Worldwide estimates for upper-limb congenital reductions range from 4-5/10,000 to 1/100 live births. The use of
body-powered upper-limb prostheses helps children with upper-limb reductions to engage in functional activities
that are fundamental to normal growth and motor development. However, the development of prostheses for
children is complex due to their rapid and continuous growth. Up to 58% of children with upper-limb reductions
reject or abandon their prosthesis due to excessive weight, lack of visual appeal, limited function and complexity
of control. 3D printed prostheses provide a cost-effective solution to the development of light-weight, customized
and visually appealing prostheses for children, potentially encouraging use.

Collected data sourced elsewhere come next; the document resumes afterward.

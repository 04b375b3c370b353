//! `/api/drugs`

use rusqlite::Connection;

use crate::api::error::ApiError;
use crate::api::resource::Resource;
use crate::models::{Drug, DrugInput};

impl Resource for Drug {
    const LABEL: &'static str = "Drug";
    const PLURAL: &'static str = "drugs";
    const KEY_PATH: &'static str = "/:id";

    type Input = DrugInput;

    fn build(_conn: &Connection, input: DrugInput) -> Result<Self, ApiError> {
        Ok(Drug::from_input(input)?)
    }

    fn merge(_conn: &Connection, mut existing: Self, input: DrugInput) -> Result<Self, ApiError> {
        existing.apply(input);
        existing.validate()?;
        Ok(existing)
    }
}
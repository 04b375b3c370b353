//! HTTP API.
//!
//! Every resource is mounted under `/api/<resource>` with the same five
//! routes (list, get, create, update, delete). `api_router()` returns a
//! `Router` that can be served directly or driven in tests.

pub mod endpoints;
pub mod error;
pub mod resource;
pub mod router;
pub mod server;
pub mod types;

pub use error::ApiError;
pub use router::api_router;
pub use server::{start_server, ApiServer};
pub use types::ApiContext;
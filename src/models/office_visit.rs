use chrono::{DateTime, NaiveDate, Utc};
use serde::{Deserialize, Serialize};

use super::doctor::Doctor;
use super::field::{is_blank, Field};
use super::patient::Patient;
use super::ValidationError;

pub const OFFICE_VISIT_REQUIRED_FIELDS: &str =
    "Office visit has to have at least doctor ID, patient ID and date of visit";
pub const VISIT_TYPE_AMBIGUOUS: &str =
    "Visit has to be either initial visit, follow-up visit, routine visit or other visit";
pub const MISSING_INITIAL_DIAGNOSIS: &str = "Missing initial diagnosis";
pub const MISSING_DIAGNOSIS_STATUS: &str = "Missing diagnosis status";
pub const MISSING_VITALS: &str = "Missing blood pressure, height or weight";

/// The four visit flags read as a single selector.
#[derive(Debug, Clone, Copy, PartialEq, Eq)]
pub enum VisitType {
    Initial,
    Followup,
    Routine,
    Other,
}

/// Keyed by `(patient_id, doctor_id, visit_date)`.
#[derive(Debug, Clone, PartialEq, Serialize, Deserialize)]
#[serde(rename_all = "camelCase")]
pub struct OfficeVisit {
    pub patient_id: i64,
    pub doctor_id: i64,
    pub visit_date: NaiveDate,
    pub symptoms: Option<String>,
    pub initial_visit: bool,
    pub initial_diagnosis: Option<String>,
    pub followup_visit: bool,
    pub diagnosis_status: Option<String>,
    pub routine_visit: bool,
    pub blood_pressure: Option<String>,
    pub height: Option<f64>,
    pub weight: Option<f64>,
    pub diagnosis: Option<String>,
    pub other_visit: bool,
    pub created_at: DateTime<Utc>,
    pub updated_at: DateTime<Utc>,
}

#[derive(Debug, Clone, Serialize)]
#[serde(rename_all = "camelCase")]
pub struct OfficeVisitDetail {
    #[serde(flatten)]
    pub visit: OfficeVisit,
    pub doctor: Option<Doctor>,
    pub patient: Option<Patient>,
}

#[derive(Debug, Default, Deserialize)]
#[serde(rename_all = "camelCase", default)]
pub struct OfficeVisitInput {
    pub patient_id: Field<i64>,
    pub doctor_id: Field<i64>,
    pub visit_date: Field<NaiveDate>,
    pub symptoms: Field<String>,
    pub initial_visit: Field<bool>,
    pub initial_diagnosis: Field<String>,
    pub followup_visit: Field<bool>,
    pub diagnosis_status: Field<String>,
    pub routine_visit: Field<bool>,
    pub blood_pressure: Field<String>,
    pub height: Field<f64>,
    pub weight: Field<f64>,
    pub diagnosis: Field<String>,
    pub other_visit: Field<bool>,
}

impl OfficeVisit {
    pub fn from_input(mut input: OfficeVisitInput) -> Result<Self, ValidationError> {
        let (Some(patient_id), Some(doctor_id), Some(visit_date)) = (
            std::mem::take(&mut input.patient_id).value(),
            std::mem::take(&mut input.doctor_id).value(),
            std::mem::take(&mut input.visit_date).value(),
        ) else {
            return Err(ValidationError::new(OFFICE_VISIT_REQUIRED_FIELDS));
        };

        let now = Utc::now();
        let mut visit = OfficeVisit {
            patient_id,
            doctor_id,
            visit_date,
            symptoms: None,
            initial_visit: false,
            initial_diagnosis: None,
            followup_visit: false,
            diagnosis_status: None,
            routine_visit: false,
            blood_pressure: None,
            height: None,
            weight: None,
            diagnosis: None,
            other_visit: false,
            created_at: now,
            updated_at: now,
        };
        visit.apply(input);
        visit.validate()?;
        Ok(visit)
    }

    /// Apply everything except the key, which comes from the request path.
    pub fn apply(&mut self, input: OfficeVisitInput) {
        input.symptoms.apply_optional_text(&mut self.symptoms);
        input.initial_visit.apply(&mut self.initial_visit);
        input.initial_diagnosis.apply_optional_text(&mut self.initial_diagnosis);
        input.followup_visit.apply(&mut self.followup_visit);
        input.diagnosis_status.apply_optional_text(&mut self.diagnosis_status);
        input.routine_visit.apply(&mut self.routine_visit);
        input.blood_pressure.apply_optional_text(&mut self.blood_pressure);
        input.height.apply_nullable(&mut self.height);
        input.weight.apply_nullable(&mut self.weight);
        input.diagnosis.apply_optional_text(&mut self.diagnosis);
        input.other_visit.apply(&mut self.other_visit);
    }

    /// Exactly one of the four flags must be set.
    pub fn visit_type(&self) -> Result<VisitType, ValidationError> {
        match (
            self.initial_visit,
            self.followup_visit,
            self.routine_visit,
            self.other_visit,
        ) {
            (true, false, false, false) => Ok(VisitType::Initial),
            (false, true, false, false) => Ok(VisitType::Followup),
            (false, false, true, false) => Ok(VisitType::Routine),
            (false, false, false, true) => Ok(VisitType::Other),
            _ => Err(ValidationError::new(VISIT_TYPE_AMBIGUOUS)),
        }
    }

    pub fn validate(&self) -> Result<(), ValidationError> {
        if self.patient_id <= 0 || self.doctor_id <= 0 {
            return Err(ValidationError::new(OFFICE_VISIT_REQUIRED_FIELDS));
        }

        let has_text = |v: &Option<String>| v.as_deref().is_some_and(|s| !is_blank(s));
        let positive = |v: Option<f64>| v.is_some_and(|n| n > 0.0);

        match self.visit_type()? {
            VisitType::Initial if !has_text(&self.initial_diagnosis) => {
                Err(ValidationError::new(MISSING_INITIAL_DIAGNOSIS))
            }
            VisitType::Followup if !has_text(&self.diagnosis_status) => {
                Err(ValidationError::new(MISSING_DIAGNOSIS_STATUS))
            }
            VisitType::Routine
                if !has_text(&self.blood_pressure)
                    || !positive(self.height)
                    || !positive(self.weight) =>
            {
                Err(ValidationError::new(MISSING_VITALS))
            }
            _ => Ok(()),
        }
    }
}

#[cfg(test)]
mod tests {
    use super::*;

    fn input(json: &str) -> OfficeVisitInput {
        serde_json::from_str(json).unwrap()
    }

    #[test]
    fn two_flags_rejected() {
        let err = OfficeVisit::from_input(input(
            r#"{"patientId":1,"doctorId":2,"visitDate":"2024-05-01",
                "initialVisit":true,"followupVisit":true,"initialDiagnosis":"flu"}"#,
        ))
        .unwrap_err();
        assert_eq!(err.to_string(), VISIT_TYPE_AMBIGUOUS);
    }

    #[test]
    fn no_flags_rejected() {
        let err = OfficeVisit::from_input(input(
            r#"{"patientId":1,"doctorId":2,"visitDate":"2024-05-01"}"#,
        ))
        .unwrap_err();
        assert_eq!(err.to_string(), VISIT_TYPE_AMBIGUOUS);
    }

    #[test]
    fn initial_visit_needs_diagnosis() {
        let err = OfficeVisit::from_input(input(
            r#"{"patientId":1,"doctorId":2,"visitDate":"2024-05-01","initialVisit":true}"#,
        ))
        .unwrap_err();
        assert_eq!(err.to_string(), MISSING_INITIAL_DIAGNOSIS);
    }

    #[test]
    fn followup_needs_status() {
        let err = OfficeVisit::from_input(input(
            r#"{"patientId":1,"doctorId":2,"visitDate":"2024-05-01","followupVisit":true}"#,
        ))
        .unwrap_err();
        assert_eq!(err.to_string(), MISSING_DIAGNOSIS_STATUS);
    }

    #[test]
    fn routine_needs_all_vitals() {
        let err = OfficeVisit::from_input(input(
            r#"{"patientId":1,"doctorId":2,"visitDate":"2024-05-01","routineVisit":true,
                "bloodPressure":"120/80","height":180}"#,
        ))
        .unwrap_err();
        assert_eq!(err.to_string(), MISSING_VITALS);

        let visit = OfficeVisit::from_input(input(
            r#"{"patientId":1,"doctorId":2,"visitDate":"2024-05-01","routineVisit":true,
                "bloodPressure":"120/80","height":180,"weight":75.5}"#,
        ))
        .unwrap();
        assert_eq!(visit.visit_type().unwrap(), VisitType::Routine);
    }

    #[test]
    fn other_visit_needs_nothing_extra() {
        let visit = OfficeVisit::from_input(input(
            r#"{"patientId":1,"doctorId":2,"visitDate":"2024-05-01","otherVisit":true,
                "symptoms":"  cough "}"#,
        ))
        .unwrap();
        assert_eq!(visit.visit_type().unwrap(), VisitType::Other);
        assert_eq!(visit.symptoms.as_deref(), Some("cough"));
    }

    #[test]
    fn missing_date_rejected() {
        let err = OfficeVisit::from_input(input(r#"{"patientId":1,"doctorId":2,"otherVisit":true}"#))
            .unwrap_err();
        assert_eq!(err.to_string(), OFFICE_VISIT_REQUIRED_FIELDS);
    }

    #[test]
    fn update_can_switch_visit_type() {
        let mut visit = OfficeVisit::from_input(input(
            r#"{"patientId":1,"doctorId":2,"visitDate":"2024-05-01","initialVisit":true,
                "initialDiagnosis":"flu"}"#,
        ))
        .unwrap();

        visit.apply(input(r#"{"followupVisit":true}"#));
        assert_eq!(visit.validate().unwrap_err().to_string(), VISIT_TYPE_AMBIGUOUS);

        visit.apply(input(r#"{"initialVisit":false,"diagnosisStatus":"improving"}"#));
        assert!(visit.validate().is_ok());
        assert_eq!(visit.visit_type().unwrap(), VisitType::Followup);
    }
}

Theoretically, the use of a prosthesis
may lead to an enlargement of the primary neuronal networks located in the cortical area involved with motor
control of the affected limb. Ultimately, this might lead to a larger repertoire of motor strategies and integration
of the prosthesis into the motor control of the child facilitating prosthesis acceptance. However, there is little or
no evidence supporting this hypothesis. The neural basis underlying motor performance in children using a
prosthesis has been severely understudied resulting in minimal empirical evidence. This is largely due to i) the
high prosthesis rejection rate and abandonment observed in this pediatric population making it difficult to properly
monitor behavioral or neural changes before and after using a prosthesis, and ii) technological constraints of
traditional neuroimaging techniques, such as functional magnetic resonance imaging (fMRI) and
electroencephalography (EEG), in the assessment of brain function of pediatric populations. Functional near-
infrared spectroscopy (fNIRS) has emerged as a practical neuroimaging technique that is less sensitive to noise
and movement artifacts than EEG and fMRI, making it easier for children to tolerate testing. The use of fNIRS in
conjunction with customized and visually appealing 3D printed prostheses would provide the unique opportunity
to quantitatively assess the influence of upper-limb prostheses in the neural activation patterns of the primary
motor cortex and motor performance of children. Our pilot work has shown a reduction of cortical activation, a
more efficient motor response, and increased coordination after prolonged use of a 3D printed upper-limb
prosthesis. This study will determine the influence of using a prosthesis on the neural activation patterns of the
primary motor cortex in children with unilateral congenital partial hand reductions. The central hypothesis is that
prolonged prosthesis use will result in a reduced primary cortex activation indicating that wearing a prosthesis
may assist the primary motor cortex to produce a more refined, specialized, and efficient motor cortex response
improving motor performance and the functional use of the prosthesis.